Secondo l’analisi di Prometeia nel caso di aumenti limitati ai prodotti già colpiti, il sistema moda, già oggi insieme all’agroalimentare uno dei più esposti nell’ambito del made in Italy, pagherebbe il costo maggiore. Nell’ipotesi di un aumento generalizzato sarebbe invece la meccanica a subire più intensamente le conseguenze del nuovo protezionismo. Questo andrebbe infatti a interessare anche i beni a media e alta intensità tecnologica (analogo il caso della farmaceutica) che proprio perché funzionali alle produzioni domestiche sono oggi meno esposti al tema delle tariffe.
Istat e la frase sul Pil
Ma non c’è solo il contesto internazionale ma anche quello nazionale messo in evidenza oggi dall’Istat che ha presentato la nota sull’andamento settembre-ottobre per l’economia tricolore.
“ Nel terzo trimestre, il livello del Pil italiano, in base alla stima preliminare, è rimasto stazionario rispetto ai tre mesi precedenti, registrando un risultato peggiore rispetto ai principali partner europei e alla media dell’area euro“, ha messo in evidenza l’istituto di statistica.
Con un focus “dipendenza e rilevanza dell’Italia nelle relazioni commerciali internazionali“, che torna a guardare fuori dai confini nazionali. In particolare, l’Istat ricorda come “lo scenario internazionale resta caratterizzato da incertezza e crescita economica stabile ma moderata. In Europa l’attività economica mostra un dinamismo inferiore ai principali partner internazionali anche a causa delle difficoltà dell’economia tedesca”.

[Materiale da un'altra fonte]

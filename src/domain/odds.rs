//! Materialized odds instances and their revision trail.

use chrono::{DateTime, Utc};
use rust_decimal::Decimal;
use rust_decimal_macros::dec;
use serde::{Deserialize, Serialize};

use crate::domain::error::DomainError;

/// Minimum payout multiplier for any priced instance.
///
/// Enforced at instantiation (after drift) and at every manual edit.
pub const MIN_PRICE: Decimal = dec!(1.1);

/// Validate a price against the book-wide floor.
///
/// # Errors
/// Returns [`DomainError::PriceBelowMinimum`] for prices under [`MIN_PRICE`].
pub fn validate_price(price: Decimal) -> Result<(), DomainError> {
    if price < MIN_PRICE {
        return Err(DomainError::PriceBelowMinimum {
            price,
            min: MIN_PRICE,
        });
    }
    Ok(())
}

/// A template materialized for one fixture (and optionally one player).
///
/// The price is concrete and may drift from the template default; it only
/// changes through [`crate::service::OddsService::update_price`], which
/// appends a revision in the same transaction.
#[derive(Debug, Clone, PartialEq, Eq, Serialize, Deserialize)]
pub struct OddsInstance {
    pub id: i32,
    pub fixture_id: i32,
    pub template_id: i32,
    /// Present iff the template requires a player.
    pub player_id: Option<i32>,
    pub price: Decimal,
    pub is_active: bool,
    pub created_at: DateTime<Utc>,
    pub updated_at: DateTime<Utc>,
}

/// One immutable entry in the price audit trail.
///
/// Revisions are append-only: nothing in the crate mutates or deletes them.
#[derive(Debug, Clone, PartialEq, Eq, Serialize, Deserialize)]
pub struct OddsRevision {
    pub id: i32,
    pub odds_instance_id: i32,
    pub old_price: Decimal,
    pub new_price: Decimal,
    pub changed_by: String,
    pub changed_at: DateTime<Utc>,
    pub reason: String,
}

#[cfg(test)]
mod tests {
    use super::*;

    #[test]
    fn prices_at_or_above_floor_pass() {
        assert!(validate_price(dec!(1.1)).is_ok());
        assert!(validate_price(dec!(2.75)).is_ok());
    }

    #[test]
    fn prices_below_floor_fail() {
        assert!(matches!(
            validate_price(dec!(1.09)),
            Err(DomainError::PriceBelowMinimum { .. })
        ));
        assert!(validate_price(dec!(0)).is_err());
    }
}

Trattandosi del principale partner commerciale dell’Italia, spiega la nota, la performance negativa dell’economia tedesca ha costituito nel 2023 un fattore di freno per la crescita italiana, stimato dall’Istat 2 in 1 punto percentuale di export e 0,2 punti percentuali di Pil. Si tratta di un impatto significativo, poiché rappresenta un quarto dell’effetto negativo sul Pil italiano complessivamente attribuibile al rallentamento del ciclo internazionale (stimato in -0,8 p.p.).